Materials provided:
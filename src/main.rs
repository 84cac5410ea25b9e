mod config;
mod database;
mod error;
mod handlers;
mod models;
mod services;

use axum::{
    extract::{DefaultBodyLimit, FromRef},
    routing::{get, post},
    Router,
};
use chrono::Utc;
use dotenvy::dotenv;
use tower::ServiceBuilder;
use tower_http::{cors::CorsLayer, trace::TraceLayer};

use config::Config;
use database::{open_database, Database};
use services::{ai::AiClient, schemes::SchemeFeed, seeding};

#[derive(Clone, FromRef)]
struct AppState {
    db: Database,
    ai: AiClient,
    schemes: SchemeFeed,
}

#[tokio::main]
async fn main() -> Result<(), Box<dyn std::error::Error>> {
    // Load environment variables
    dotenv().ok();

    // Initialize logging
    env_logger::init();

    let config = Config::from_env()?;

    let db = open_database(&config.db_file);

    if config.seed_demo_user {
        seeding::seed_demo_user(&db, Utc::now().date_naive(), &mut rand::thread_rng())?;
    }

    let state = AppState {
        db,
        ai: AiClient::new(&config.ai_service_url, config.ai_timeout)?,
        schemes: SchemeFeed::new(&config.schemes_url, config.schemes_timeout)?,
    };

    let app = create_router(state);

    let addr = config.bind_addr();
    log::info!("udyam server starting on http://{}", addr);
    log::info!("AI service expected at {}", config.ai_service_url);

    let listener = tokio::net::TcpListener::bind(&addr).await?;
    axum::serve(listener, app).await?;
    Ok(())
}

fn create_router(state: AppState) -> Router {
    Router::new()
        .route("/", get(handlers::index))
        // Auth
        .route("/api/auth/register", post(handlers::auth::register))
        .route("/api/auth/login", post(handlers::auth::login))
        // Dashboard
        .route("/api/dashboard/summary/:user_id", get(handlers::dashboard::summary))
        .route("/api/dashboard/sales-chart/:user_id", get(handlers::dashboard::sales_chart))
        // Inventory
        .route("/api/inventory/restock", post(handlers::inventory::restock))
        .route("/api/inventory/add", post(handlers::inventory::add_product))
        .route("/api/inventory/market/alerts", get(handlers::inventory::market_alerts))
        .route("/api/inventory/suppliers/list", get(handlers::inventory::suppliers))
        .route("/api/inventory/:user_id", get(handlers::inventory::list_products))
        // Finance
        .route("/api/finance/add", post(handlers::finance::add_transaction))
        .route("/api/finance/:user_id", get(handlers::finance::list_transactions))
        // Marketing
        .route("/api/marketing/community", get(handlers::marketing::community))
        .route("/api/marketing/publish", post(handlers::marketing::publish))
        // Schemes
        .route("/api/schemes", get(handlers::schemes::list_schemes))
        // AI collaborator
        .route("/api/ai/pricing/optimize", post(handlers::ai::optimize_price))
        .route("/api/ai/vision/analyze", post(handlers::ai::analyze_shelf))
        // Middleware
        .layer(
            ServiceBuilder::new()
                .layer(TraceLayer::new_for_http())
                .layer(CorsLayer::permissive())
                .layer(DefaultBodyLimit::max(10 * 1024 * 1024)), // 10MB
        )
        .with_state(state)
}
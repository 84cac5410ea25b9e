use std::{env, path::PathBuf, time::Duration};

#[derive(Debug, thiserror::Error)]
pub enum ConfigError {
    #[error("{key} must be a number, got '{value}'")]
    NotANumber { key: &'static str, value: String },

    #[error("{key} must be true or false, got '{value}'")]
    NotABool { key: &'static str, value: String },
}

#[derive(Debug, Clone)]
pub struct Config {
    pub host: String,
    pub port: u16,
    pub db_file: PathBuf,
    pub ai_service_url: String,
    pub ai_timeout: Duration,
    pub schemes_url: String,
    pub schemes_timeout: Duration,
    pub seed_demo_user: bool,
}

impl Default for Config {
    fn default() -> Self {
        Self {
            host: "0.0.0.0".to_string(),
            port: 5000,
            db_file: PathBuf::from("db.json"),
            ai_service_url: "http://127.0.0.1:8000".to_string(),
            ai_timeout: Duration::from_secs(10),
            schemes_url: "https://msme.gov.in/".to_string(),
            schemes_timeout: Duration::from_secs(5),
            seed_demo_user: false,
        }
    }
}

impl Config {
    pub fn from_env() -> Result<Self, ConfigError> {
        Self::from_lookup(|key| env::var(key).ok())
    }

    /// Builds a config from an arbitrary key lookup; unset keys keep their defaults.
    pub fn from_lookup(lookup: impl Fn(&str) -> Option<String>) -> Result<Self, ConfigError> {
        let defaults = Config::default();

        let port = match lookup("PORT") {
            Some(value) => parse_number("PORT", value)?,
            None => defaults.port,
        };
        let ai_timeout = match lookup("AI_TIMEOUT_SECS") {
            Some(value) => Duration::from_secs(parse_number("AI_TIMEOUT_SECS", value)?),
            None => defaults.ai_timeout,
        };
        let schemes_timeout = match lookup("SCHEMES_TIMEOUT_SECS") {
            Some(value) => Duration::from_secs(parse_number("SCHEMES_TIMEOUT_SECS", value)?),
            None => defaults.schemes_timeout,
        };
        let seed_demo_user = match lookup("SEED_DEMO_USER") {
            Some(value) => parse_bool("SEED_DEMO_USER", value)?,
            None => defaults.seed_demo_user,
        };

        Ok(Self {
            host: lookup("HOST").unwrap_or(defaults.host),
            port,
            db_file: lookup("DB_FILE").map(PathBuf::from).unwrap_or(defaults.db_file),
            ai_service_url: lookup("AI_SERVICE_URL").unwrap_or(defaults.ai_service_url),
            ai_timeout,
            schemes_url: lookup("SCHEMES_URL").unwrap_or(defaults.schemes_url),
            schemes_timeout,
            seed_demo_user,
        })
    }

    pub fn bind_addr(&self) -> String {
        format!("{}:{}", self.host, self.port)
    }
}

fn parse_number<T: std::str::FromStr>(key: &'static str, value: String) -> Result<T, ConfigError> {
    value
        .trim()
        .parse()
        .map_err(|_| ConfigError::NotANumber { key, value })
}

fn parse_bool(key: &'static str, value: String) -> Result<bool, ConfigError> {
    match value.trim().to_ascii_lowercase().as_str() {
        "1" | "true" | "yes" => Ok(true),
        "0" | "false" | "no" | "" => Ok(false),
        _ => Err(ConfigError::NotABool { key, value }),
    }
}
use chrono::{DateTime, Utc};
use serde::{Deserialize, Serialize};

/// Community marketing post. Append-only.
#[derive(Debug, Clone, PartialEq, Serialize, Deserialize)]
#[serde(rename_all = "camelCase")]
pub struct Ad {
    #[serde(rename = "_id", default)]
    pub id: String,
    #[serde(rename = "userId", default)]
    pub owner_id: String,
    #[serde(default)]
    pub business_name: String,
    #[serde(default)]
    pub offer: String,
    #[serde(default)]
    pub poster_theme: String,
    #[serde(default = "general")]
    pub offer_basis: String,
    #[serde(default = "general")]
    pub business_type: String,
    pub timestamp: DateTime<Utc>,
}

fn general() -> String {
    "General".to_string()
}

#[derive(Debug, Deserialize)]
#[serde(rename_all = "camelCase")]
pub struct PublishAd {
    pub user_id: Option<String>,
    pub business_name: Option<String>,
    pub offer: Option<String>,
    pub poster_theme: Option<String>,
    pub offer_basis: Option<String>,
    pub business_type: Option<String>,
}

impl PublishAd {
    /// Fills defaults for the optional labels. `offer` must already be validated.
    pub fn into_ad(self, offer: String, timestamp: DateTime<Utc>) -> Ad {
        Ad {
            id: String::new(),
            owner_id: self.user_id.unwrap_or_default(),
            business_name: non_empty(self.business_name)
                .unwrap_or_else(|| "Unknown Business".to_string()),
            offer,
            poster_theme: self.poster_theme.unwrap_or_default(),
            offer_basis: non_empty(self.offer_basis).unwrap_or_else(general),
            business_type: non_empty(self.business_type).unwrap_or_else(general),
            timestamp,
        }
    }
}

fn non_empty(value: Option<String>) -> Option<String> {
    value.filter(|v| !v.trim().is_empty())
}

Task details: Every entry above should be transcribed exactly and in full.

Answer section:
filename src/main.rs
repository 84cac5410ea25b9e
mod config;
mod database;
mod error;
mod handlers;
mod models;
mod services;

use axum::{
    extract::{DefaultBodyLimit, FromRef},
    routing::{get, post},
    Router,
};
use chrono::Utc;
use dotenvy::dotenv;
use tower::ServiceBuilder;
use tower_http::{cors::CorsLayer, trace::TraceLayer};

use config::Config;
use database::{open_database, Database};
use services::{ai::AiClient, schemes::SchemeFeed, seeding};

#[derive(Clone, FromRef)]
struct AppState {
    db: Database,
    ai: AiClient,
    schemes: SchemeFeed,
}

#[tokio::main]
async fn main() -> Result<(), Box<dyn std::error::Error>> {
    // Load environment variables
    dotenv().ok();

    // Initialize logging
    env_logger::init();

    let config = Config::from_env()?;

    let db = open_database(&config.db_file);

    if config.seed_demo_user {
        seeding::seed_demo_user(&db, Utc::now().date_naive(), &mut rand::thread_rng())?;
    }

    let state = AppState {
        db,
        ai: AiClient::new(&config.ai_service_url, config.ai_timeout)?,
        schemes: SchemeFeed::new(&config.schemes_url, config.schemes_timeout)?,
    };

    let app = create_router(state);

    let addr = config.bind_addr();
    log::info!("udyam server starting on http://{}", addr);
    log::info!("AI service expected at {}", config.ai_service_url);

    let listener = tokio::net::TcpListener::bind(&addr).await?;
    axum::serve(listener, app).await?;
    Ok(())
}

fn create_router(state: AppState) -> Router {
    Router::new()
        .route("/", get(handlers::index))
        // Auth
        .route("/api/auth/register", post(handlers::auth::register))
        .route("/api/auth/login", post(handlers::auth::login))
        // Dashboard
        .route("/api/dashboard/summary/:user_id", get(handlers::dashboard::summary))
        .route("/api/dashboard/sales-chart/:user_id", get(handlers::dashboard::sales_chart))
        // Inventory
        .route("/api/inventory/restock", post(handlers::inventory::restock))
        .route("/api/inventory/add", post(handlers::inventory::add_product))
        .route("/api/inventory/market/alerts", get(handlers::inventory::market_alerts))
        .route("/api/inventory/suppliers/list", get(handlers::inventory::suppliers))
        .route("/api/inventory/:user_id", get(handlers::inventory::list_products))
        // Finance
        .route("/api/finance/add", post(handlers::finance::add_transaction))
        .route("/api/finance/:user_id", get(handlers::finance::list_transactions))
        // Marketing
        .route("/api/marketing/community", get(handlers::marketing::community))
        .route("/api/marketing/publish", post(handlers::marketing::publish))
        // Schemes
        .route("/api/schemes", get(handlers::schemes::list_schemes))
        // AI collaborator
        .route("/api/ai/pricing/optimize", post(handlers::ai::optimize_price))
        .route("/api/ai/vision/analyze", post(handlers::ai::analyze_shelf))
        // Middleware
        .layer(
            ServiceBuilder::new()
                .layer(TraceLayer::new_for_http())
                .layer(CorsLayer::permissive())
                .layer(DefaultBodyLimit::max(10 * 1024 * 1024)), // 10MB
        )
        .with_state(state)
}
repository 84cac5410ea25b9e
use std::{env, path::PathBuf, time::Duration};

#[derive(Debug, thiserror::Error)]
pub enum ConfigError {
    #[error("{key} must be a number, got '{value}'")]
    NotANumber { key: &'static str, value: String },

    #[error("{key} must be true or false, got '{value}'")]
    NotABool { key: &'static str, value: String },
}

#[derive(Debug, Clone)]
pub struct Config {
    pub host: String,
    pub port: u16,
    pub db_file: PathBuf,
    pub ai_service_url: String,
    pub ai_timeout: Duration,
    pub schemes_url: String,
    pub schemes_timeout: Duration,
    pub seed_demo_user: bool,
}

impl Default for Config {
    fn default() -> Self {
        Self {
            host: "0.0.0.0".to_string(),
            port: 5000,
            db_file: PathBuf::from("db.json"),
            ai_service_url: "http://127.0.0.1:8000".to_string(),
            ai_timeout: Duration::from_secs(10),
            schemes_url: "https://msme.gov.in/".to_string(),
            schemes_timeout: Duration::from_secs(5),
            seed_demo_user: false,
        }
    }
}

impl Config {
    pub fn from_env() -> Result<Self, ConfigError> {
        Self::from_lookup(|key| env::var(key).ok())
    }

    /// Builds a config from an arbitrary key lookup; unset keys keep their defaults.
    pub fn from_lookup(lookup: impl Fn(&str) -> Option<String>) -> Result<Self, ConfigError> {
        let defaults = Config::default();

        let port = match lookup("PORT") {
            Some(value) => parse_number("PORT", value)?,
            None => defaults.port,
        };
        let ai_timeout = match lookup("AI_TIMEOUT_SECS") {
            Some(value) => Duration::from_secs(parse_number("AI_TIMEOUT_SECS", value)?),
            None => defaults.ai_timeout,
        };
        let schemes_timeout = match lookup("SCHEMES_TIMEOUT_SECS") {
            Some(value) => Duration::from_secs(parse_number("SCHEMES_TIMEOUT_SECS", value)?),
            None => defaults.schemes_timeout,
        };
        let seed_demo_user = match lookup("SEED_DEMO_USER") {
            Some(value) => parse_bool("SEED_DEMO_USER", value)?,
            None => defaults.seed_demo_user,
        };

        Ok(Self {
            host: lookup("HOST").unwrap_or(defaults.host),
            port,
            db_file: lookup("DB_FILE").map(PathBuf::from).unwrap_or(defaults.db_file),
            ai_service_url: lookup("AI_SERVICE_URL").unwrap_or(defaults.ai_service_url),
            ai_timeout,
            schemes_url: lookup("SCHEMES_URL").unwrap_or(defaults.schemes_url),
            schemes_timeout,
            seed_demo_user,
        })
    }

    pub fn bind_addr(&self) -> String {
        format!("{}:{}", self.host, self.port)
    }
}

fn parse_number<T: std::str::FromStr>(key: &'static str, value: String) -> Result<T, ConfigError> {
    value
        .trim()
        .parse()
        .map_err(|_| ConfigError::NotANumber { key, value })
}

fn parse_bool(key: &'static str, value: String) -> Result<bool, ConfigError> {
    match value.trim().to_ascii_lowercase().as_str() {
        "1" | "true" | "yes" => Ok(true),
        "0" | "false" | "no" | "" => Ok(false),
        _ => Err(ConfigError::NotABool { key, value }),
    }
}
use chrono::{DateTime, Utc};
use serde::{Deserialize, Serialize};

/// Community marketing post. Append-only.
#[derive(Debug, Clone, PartialEq, Serialize, Deserialize)]
#[serde(rename_all = "camelCase")]
pub struct Ad {
    #[serde(rename = "_id", default)]
    pub id: String,
    #[serde(rename = "userId", default)]
    pub owner_id: String,
    #[serde(default)]
    pub business_name: String,
    #[serde(default)]
    pub offer: String,
    #[serde(default)]
    pub poster_theme: String,
    #[serde(default = "general")]
    pub offer_basis: String,
    #[serde(default = "general")]
    pub business_type: String,
    pub timestamp: DateTime<Utc>,
}

fn general() -> String {
    "General".to_string()
}

#[derive(Debug, Deserialize)]
#[serde(rename_all = "camelCase")]
pub struct PublishAd {
    pub user_id: Option<String>,
    pub business_name: Option<String>,
    pub offer: Option<String>,
    pub poster_theme: Option<String>,
    pub offer_basis: Option<String>,
    pub business_type: Option<String>,
}

impl PublishAd {
    /// Fills defaults for the optional labels. `offer` must already be validated.
    pub fn into_ad(self, offer: String, timestamp: DateTime<Utc>) -> Ad {
        Ad {
            id: String::new(),
            owner_id: self.user_id.unwrap_or_default(),
            business_name: non_empty(self.business_name)
                .unwrap_or_else(|| "Unknown Business".to_string()),
            offer,
            poster_theme: self.poster_theme.unwrap_or_default(),
            offer_basis: non_empty(self.offer_basis).unwrap_or_else(general),
            business_type: non_empty(self.business_type).unwrap_or_else(general),
            timestamp,
        }
    }
}

fn non_empty(value: Option<String>) -> Option<String> {
    value.filter(|v| !v.trim().is_empty())
}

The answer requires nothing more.